You also seem the confuse the fact that not of all Dash's coins are available on market, more than 50% of all Dash/DRKs are stuck in masternodes.

They are not 'stuck' there any more than my Euros are 'stuck' in my bank account earning interest (or 'paying interest' if your in the wrong country).

They can be moved to market just as easily as any other coin can.

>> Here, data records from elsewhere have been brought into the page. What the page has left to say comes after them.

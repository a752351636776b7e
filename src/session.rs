use std::{cell::RefCell, rc::Rc};

use crate::{
    error::Error,
    interpreter::{
        evaluator::{EvalPolicy, Expression},
        history::History,
        value::core::Value,
        vars::Variables,
    },
};

/// Applies the caller preprocessing contract to one expression term.
///
/// The engine's tokenizer expects a normalized string:
/// - whitespace is stripped;
/// - unary `!` and `~` are rewritten into binary-compatible forms (`5!`
///   becomes `5!0`, `~x` becomes `0~x`); a `!` directly before `=` is left
///   alone so `!=` survives;
/// - a parenthesized unary sign gets an explicit zero operand (`(-(`
///   becomes `(0-(`, repeated until stable);
/// - a leading bare sign is prefixed with `0`;
/// - the word operators `or`, `and`, `xor`, `shl` and `shr` are padded
///   with spaces so they cannot merge into adjacent identifiers (`floor`
///   is masked while padding so its `or` is untouched).
///
/// # Example
/// ```
/// use concalc::session::prepare;
///
/// assert_eq!(prepare("5!"), "5!0");
/// assert_eq!(prepare("-3 + 4"), "0-3+4");
/// assert_eq!(prepare("1or2"), "1 or 2");
/// assert_eq!(prepare("1!=2"), "1!=2");
/// ```
#[must_use]
pub fn prepare(line: &str) -> String {
    let mut s: String = line.chars().filter(|c| !c.is_whitespace()).collect();

    s = pad_factorial(&s);
    s = s.replace('~', "0~");
    s = replace_until_stable(&s, "(+(", "(0+(");
    s = replace_until_stable(&s, "(-(", "(0-(");
    if s.starts_with('-') || s.starts_with('+') {
        s.insert(0, '0');
    }

    // Mask words containing operator words, pad, then restore.
    s = s.replace("floor", "\u{1}1");
    s = s.replace("xor", "\u{1}2");
    s = s.replace("or", " or ");
    s = s.replace("and", " and ");
    s = s.replace("shl", " shl ");
    s = s.replace("shr", " shr ");
    s = s.replace("\u{1}1", "floor");
    s = s.replace("\u{1}2", " xor ");
    s
}

/// Rewrites `!` to `!0` except when it forms `!=`.
fn pad_factorial(s: &str) -> String {
    let mut out = String::with_capacity(s.len());
    let mut chars = s.chars().peekable();
    while let Some(ch) = chars.next() {
        out.push(ch);
        if ch == '!' && chars.peek() != Some(&'=') {
            out.push('0');
        }
    }
    out
}

fn replace_until_stable(s: &str, from: &str, to: &str) -> String {
    let mut current = s.to_string();
    loop {
        let next = current.replace(from, to);
        if next == current {
            return current;
        }
        current = next;
    }
}

/// A calculator session: shared variable store, expression history and
/// numeric policy.
///
/// This is the minimal host around the engine. It seeds the constants
/// `e`, `PI`, `TRUE` and `FALSE`, applies [`prepare`] to each input line,
/// splits `:`-separated terms, and records each term in the history at
/// most once.
///
/// # Example
/// ```
/// use concalc::{Session, Value};
///
/// let mut session = Session::new();
/// assert_eq!(session.eval("x -> 5").unwrap(), vec![Value::Real(5.0)]);
/// assert_eq!(session.eval("x * 2").unwrap(), vec![Value::Real(10.0)]);
/// ```
pub struct Session {
    vars:    Rc<RefCell<Variables>>,
    history: Rc<RefCell<History>>,
    policy:  EvalPolicy,
}

impl Default for Session {
    fn default() -> Self {
        Self::new()
    }
}

impl Session {
    /// Creates a session with the default policy.
    #[must_use]
    pub fn new() -> Self {
        Self::with_policy(EvalPolicy::default())
    }

    /// Creates a session with an explicit numeric policy.
    #[must_use]
    pub fn with_policy(policy: EvalPolicy) -> Self {
        let mut vars = Variables::new();
        // Seeding cannot fail: none of the names start with a reserved
        // letter.
        let _ = vars.put("e", Value::Real(std::f64::consts::E));
        let _ = vars.put("PI", Value::Real(std::f64::consts::PI));
        let _ = vars.put("TRUE", Value::Real(1.0));
        let _ = vars.put("FALSE", Value::Real(0.0));
        Self { vars:    Rc::new(RefCell::new(vars)),
               history: Rc::new(RefCell::new(History::new())),
               policy }
    }

    /// Evaluates one input line and returns one value per `:`-separated
    /// term.
    ///
    /// Each prepared term is appended to the history unless an identical
    /// entry already exists.
    ///
    /// # Errors
    /// Returns the first term's parse or evaluation failure; later terms
    /// are not evaluated after a failure.
    pub fn eval(&mut self, line: &str) -> Result<Vec<Value>, Error> {
        let mut results = Vec::new();
        for term in line.split(':') {
            let prepared = prepare(term);
            let expression = Expression::new(&prepared,
                                             Rc::clone(&self.history),
                                             Rc::clone(&self.vars),
                                             self.policy);
            results.push(expression.eval()?);
            let mut history = self.history.borrow_mut();
            if !history.contains(&prepared) {
                history.append(prepared);
            }
        }
        Ok(results)
    }

    /// Returns the current value of a variable, ignoring case.
    #[must_use]
    pub fn variable(&self, name: &str) -> Option<Value> {
        self.vars.borrow().get(name)
    }

    /// Returns a handle to the shared variable store.
    #[must_use]
    pub fn vars(&self) -> Rc<RefCell<Variables>> {
        Rc::clone(&self.vars)
    }

    /// Returns a handle to the shared history.
    #[must_use]
    pub fn history(&self) -> Rc<RefCell<History>> {
        Rc::clone(&self.history)
    }
}

#[cfg(test)]
mod tests {
    use super::*;

    #[test]
    fn factorial_padding_leaves_inequality_alone() {
        assert_eq!(prepare("5!"), "5!0");
        assert_eq!(prepare("1 != 2"), "1!=2");
    }

    #[test]
    fn parenthesized_signs_get_a_zero_operand() {
        assert_eq!(prepare("(-(2+3))"), "(0-(2+3))");
        assert_eq!(prepare("+1"), "0+1");
    }

    #[test]
    fn word_operators_are_padded_but_floor_survives() {
        assert_eq!(prepare("3or5"), "3 or 5");
        assert_eq!(prepare("floor(2.5)"), "floor(2.5)");
        assert_eq!(prepare("1xor2"), "1 xor 2");
    }

    #[test]
    fn terms_enter_the_history_once() {
        let mut session = Session::new();
        session.eval("1+1").unwrap();
        session.eval("1+1").unwrap();
        session.eval("2+2 : 3+3").unwrap();
        let history = session.history();
        let entries: Vec<String> = history.borrow().iter().map(str::to_string).collect();
        assert_eq!(entries, vec!["1+1", "2+2", "3+3"]);
    }
}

The fact that some parts of the Dash money supply can earn interest through supporting the network is by design.

So according to that logic, all of Bitcoin's 3rd party wallets(Of which some are really beautiful, Multibit, Electrum, Armory etc), also show that having a wallet isn't enough of a "priority"?. The success of a system isn't just what the developers do, especially in an open-source environment, it's what the community does as well.

Well, true, but it would be good if the developers did 'something'.

I'm not even sure if there are any Monero developers and if there are I sure have no clue what they do (other than scurrying all over bitcointalk and reddit for hours a day bashing Dash and defaming it's def who's probably one of the most creative and productive people in this industry).


By stuck you know that it means it's not on the market available to trade. No matter how easy it can become "un-stuck" is irrelevant.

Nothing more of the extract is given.